EXTRACTED INFORMATION:
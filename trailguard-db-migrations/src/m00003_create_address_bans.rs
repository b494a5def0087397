use sea_orm::Schema;
use sea_orm_migration::prelude::*;

pub mod address_ban {
    use chrono::{DateTime, Utc};
    use sea_orm::entity::prelude::*;
    use uuid::Uuid;

    #[derive(Clone, Debug, PartialEq, DeriveEntityModel)]
    #[sea_orm(table_name = "address_bans")]
    pub struct Model {
        #[sea_orm(primary_key, auto_increment = false)]
        pub id: Uuid,
        #[sea_orm(unique)]
        pub address: String,
        pub reason: String,
        pub last_banned_at: DateTime<Utc>,
        pub banned_until: DateTime<Utc>,
        pub banned_length: f64,
        pub banned_times: i32,
    }

    #[derive(Copy, Clone, Debug, EnumIter, DeriveRelation)]
    pub enum Relation {}

    impl ActiveModelBehavior for ActiveModel {}
}

pub struct Migration;

impl MigrationName for Migration {
    fn name(&self) -> &str {
        "m00003_create_address_bans"
    }
}

#[async_trait::async_trait]
impl MigrationTrait for Migration {
    async fn up(&self, manager: &SchemaManager) -> Result<(), DbErr> {
        let builder = manager.get_database_backend();
        let schema = Schema::new(builder);

        manager
            .create_table(schema.create_table_from_entity(address_ban::Entity))
            .await?;

        manager
            .create_index(
                Index::create()
                    .table(address_ban::Entity)
                    .name("idx_address_bans_banned_until")
                    .col(Alias::new("banned_until"))
                    .to_owned(),
            )
            .await?;

        Ok(())
    }

    async fn down(&self, manager: &SchemaManager) -> Result<(), DbErr> {
        manager
            .drop_index(
                Index::drop()
                    .table(address_ban::Entity)
                    .name("idx_address_bans_banned_until")
                    .to_owned(),
            )
            .await?;

        manager
            .drop_table(Table::drop().table(address_ban::Entity).to_owned())
            .await?;

        Ok(())
    }
}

WHAT IS EXPECTED: Return the material in full, exactly as shown.

EXPECTED OUTPUT:
filename trailguard-db-migrations/src/m00003_create_address_bans.rs
repository b494a5def0087397
use sea_orm::Schema;
use sea_orm_migration::prelude::*;

pub mod address_ban {
    use chrono::{DateTime, Utc};
    use sea_orm::entity::prelude::*;
    use uuid::Uuid;

    #[derive(Clone, Debug, PartialEq, DeriveEntityModel)]
    #[sea_orm(table_name = "address_bans")]
    pub struct Model {
        #[sea_orm(primary_key, auto_increment = false)]
        pub id: Uuid,
        #[sea_orm(unique)]
        pub address: String,
        pub reason: String,
        pub last_banned_at: DateTime<Utc>,
        pub banned_until: DateTime<Utc>,
        pub banned_length: f64,
        pub banned_times: i32,
    }

    #[derive(Copy, Clone, Debug, EnumIter, DeriveRelation)]
    pub enum Relation {}

    impl ActiveModelBehavior for ActiveModel {}
}

pub struct Migration;

impl MigrationName for Migration {
    fn name(&self) -> &str {
        "m00003_create_address_bans"
    }
}

#[async_trait::async_trait]
impl MigrationTrait for Migration {
    async fn up(&self, manager: &SchemaManager) -> Result<(), DbErr> {
        let builder = manager.get_database_backend();
        let schema = Schema::new(builder);

        manager
            .create_table(schema.create_table_from_entity(address_ban::Entity))
            .await?;

        manager
            .create_index(
                Index::create()
                    .table(address_ban::Entity)
                    .name("idx_address_bans_banned_until")
                    .col(Alias::new("banned_until"))
                    .to_owned(),
            )
            .await?;

        Ok(())
    }

    async fn down(&self, manager: &SchemaManager) -> Result<(), DbErr> {
        manager
            .drop_index(
                Index::drop()
                    .table(address_ban::Entity)
                    .name("idx_address_bans_banned_until")
                    .to_owned(),
            )
            .await?;

        manager
            .drop_table(Table::drop().table(address_ban::Entity).to_owned())
            .await?;

        Ok(())
    }
}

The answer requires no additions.